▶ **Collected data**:
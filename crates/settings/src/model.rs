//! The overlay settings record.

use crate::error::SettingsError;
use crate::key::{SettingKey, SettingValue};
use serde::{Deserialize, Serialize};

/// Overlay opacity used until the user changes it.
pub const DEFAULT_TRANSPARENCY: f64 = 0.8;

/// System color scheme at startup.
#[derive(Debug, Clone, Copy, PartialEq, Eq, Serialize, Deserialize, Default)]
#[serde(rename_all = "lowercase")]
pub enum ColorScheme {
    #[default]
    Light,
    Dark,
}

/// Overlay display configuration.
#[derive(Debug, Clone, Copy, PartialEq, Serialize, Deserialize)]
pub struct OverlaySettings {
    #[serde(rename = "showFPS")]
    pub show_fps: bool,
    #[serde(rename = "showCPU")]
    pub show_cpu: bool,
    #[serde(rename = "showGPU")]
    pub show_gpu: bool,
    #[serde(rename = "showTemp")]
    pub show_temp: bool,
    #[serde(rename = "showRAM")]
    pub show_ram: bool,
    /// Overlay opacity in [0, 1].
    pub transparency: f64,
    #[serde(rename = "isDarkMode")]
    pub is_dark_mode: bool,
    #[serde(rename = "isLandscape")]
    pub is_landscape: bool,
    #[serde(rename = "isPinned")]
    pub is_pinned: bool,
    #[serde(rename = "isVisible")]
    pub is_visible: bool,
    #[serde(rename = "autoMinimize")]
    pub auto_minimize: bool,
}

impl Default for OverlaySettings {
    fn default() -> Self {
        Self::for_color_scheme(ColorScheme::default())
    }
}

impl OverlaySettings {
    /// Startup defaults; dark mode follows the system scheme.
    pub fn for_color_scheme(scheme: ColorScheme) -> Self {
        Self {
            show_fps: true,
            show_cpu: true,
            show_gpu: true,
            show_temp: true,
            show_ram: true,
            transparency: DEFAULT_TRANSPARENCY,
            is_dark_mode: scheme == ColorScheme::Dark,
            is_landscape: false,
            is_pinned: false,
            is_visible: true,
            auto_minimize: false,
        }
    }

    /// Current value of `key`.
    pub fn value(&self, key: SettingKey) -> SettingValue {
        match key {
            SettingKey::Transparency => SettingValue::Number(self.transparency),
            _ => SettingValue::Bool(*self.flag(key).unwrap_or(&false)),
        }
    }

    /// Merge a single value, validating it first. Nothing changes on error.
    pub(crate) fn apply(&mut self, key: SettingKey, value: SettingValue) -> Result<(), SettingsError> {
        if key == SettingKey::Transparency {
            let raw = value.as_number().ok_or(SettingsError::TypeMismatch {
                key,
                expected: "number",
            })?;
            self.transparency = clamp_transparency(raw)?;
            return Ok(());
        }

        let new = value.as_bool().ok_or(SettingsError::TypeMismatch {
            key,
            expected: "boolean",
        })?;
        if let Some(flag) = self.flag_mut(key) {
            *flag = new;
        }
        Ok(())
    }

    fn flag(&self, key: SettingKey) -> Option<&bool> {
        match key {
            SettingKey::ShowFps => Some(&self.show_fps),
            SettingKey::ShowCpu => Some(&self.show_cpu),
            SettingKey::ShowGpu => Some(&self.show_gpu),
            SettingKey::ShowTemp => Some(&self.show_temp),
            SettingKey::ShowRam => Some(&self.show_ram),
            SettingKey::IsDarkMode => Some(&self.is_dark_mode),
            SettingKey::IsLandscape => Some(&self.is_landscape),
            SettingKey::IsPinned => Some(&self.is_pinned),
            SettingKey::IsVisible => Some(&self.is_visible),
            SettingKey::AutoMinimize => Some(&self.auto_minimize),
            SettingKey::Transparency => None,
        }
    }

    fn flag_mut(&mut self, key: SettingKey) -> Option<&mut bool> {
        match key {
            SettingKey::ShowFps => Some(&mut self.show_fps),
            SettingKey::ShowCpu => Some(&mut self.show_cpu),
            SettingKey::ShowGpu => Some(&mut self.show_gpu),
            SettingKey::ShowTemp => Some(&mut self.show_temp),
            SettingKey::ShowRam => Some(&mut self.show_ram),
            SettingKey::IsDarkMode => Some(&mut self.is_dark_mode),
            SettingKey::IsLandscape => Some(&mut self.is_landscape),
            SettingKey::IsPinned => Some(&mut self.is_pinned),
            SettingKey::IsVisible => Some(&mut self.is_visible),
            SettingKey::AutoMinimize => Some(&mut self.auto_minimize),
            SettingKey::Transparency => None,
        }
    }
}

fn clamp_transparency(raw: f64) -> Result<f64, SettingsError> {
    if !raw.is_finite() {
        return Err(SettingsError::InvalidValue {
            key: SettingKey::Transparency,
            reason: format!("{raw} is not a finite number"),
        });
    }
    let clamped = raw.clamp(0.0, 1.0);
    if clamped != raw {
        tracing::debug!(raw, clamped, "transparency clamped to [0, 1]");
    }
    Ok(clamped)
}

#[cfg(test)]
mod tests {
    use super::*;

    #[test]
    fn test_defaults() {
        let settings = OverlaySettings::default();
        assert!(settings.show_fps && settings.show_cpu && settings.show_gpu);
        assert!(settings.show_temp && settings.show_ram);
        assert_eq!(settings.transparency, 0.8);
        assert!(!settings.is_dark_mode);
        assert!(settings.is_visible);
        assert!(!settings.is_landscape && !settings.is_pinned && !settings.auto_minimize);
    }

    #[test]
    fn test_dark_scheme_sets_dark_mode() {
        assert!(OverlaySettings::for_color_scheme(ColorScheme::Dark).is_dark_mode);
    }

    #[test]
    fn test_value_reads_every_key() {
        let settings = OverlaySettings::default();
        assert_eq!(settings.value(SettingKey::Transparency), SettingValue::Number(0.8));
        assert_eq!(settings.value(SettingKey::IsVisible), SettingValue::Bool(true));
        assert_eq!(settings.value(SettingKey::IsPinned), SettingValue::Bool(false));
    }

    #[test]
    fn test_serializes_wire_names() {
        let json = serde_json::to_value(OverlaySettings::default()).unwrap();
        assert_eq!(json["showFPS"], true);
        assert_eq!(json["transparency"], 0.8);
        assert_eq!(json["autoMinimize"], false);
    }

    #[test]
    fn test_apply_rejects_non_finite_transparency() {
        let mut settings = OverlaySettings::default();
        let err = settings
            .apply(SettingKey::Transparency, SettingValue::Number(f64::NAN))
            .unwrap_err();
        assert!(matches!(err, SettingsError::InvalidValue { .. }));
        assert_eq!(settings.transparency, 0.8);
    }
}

==

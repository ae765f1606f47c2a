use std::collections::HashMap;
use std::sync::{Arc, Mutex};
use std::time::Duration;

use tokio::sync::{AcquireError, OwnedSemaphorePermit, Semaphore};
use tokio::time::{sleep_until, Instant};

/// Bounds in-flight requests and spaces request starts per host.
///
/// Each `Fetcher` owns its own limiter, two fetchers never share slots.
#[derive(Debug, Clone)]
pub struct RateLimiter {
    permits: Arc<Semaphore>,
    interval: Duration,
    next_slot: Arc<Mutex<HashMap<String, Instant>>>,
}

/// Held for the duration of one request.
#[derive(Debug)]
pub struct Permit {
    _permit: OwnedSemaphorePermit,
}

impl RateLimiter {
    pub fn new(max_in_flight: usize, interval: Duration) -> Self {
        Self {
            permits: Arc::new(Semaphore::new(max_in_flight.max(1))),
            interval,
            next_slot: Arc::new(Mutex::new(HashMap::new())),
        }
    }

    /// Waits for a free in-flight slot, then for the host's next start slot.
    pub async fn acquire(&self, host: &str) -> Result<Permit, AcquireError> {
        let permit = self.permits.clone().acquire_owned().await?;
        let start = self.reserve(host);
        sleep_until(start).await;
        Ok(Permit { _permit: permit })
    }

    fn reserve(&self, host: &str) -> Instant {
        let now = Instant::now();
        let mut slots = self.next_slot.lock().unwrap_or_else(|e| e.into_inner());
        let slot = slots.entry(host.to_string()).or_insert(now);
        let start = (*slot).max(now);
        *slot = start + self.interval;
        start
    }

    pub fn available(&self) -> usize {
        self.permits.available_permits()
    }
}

▶ **Assignment**: The answer must be every line of the data that holds the word "changes".

▶ **Answer box**:
/// Overlay opacity used until the user changes it.
    /// Merge a single value, validating it first. Nothing changes on error.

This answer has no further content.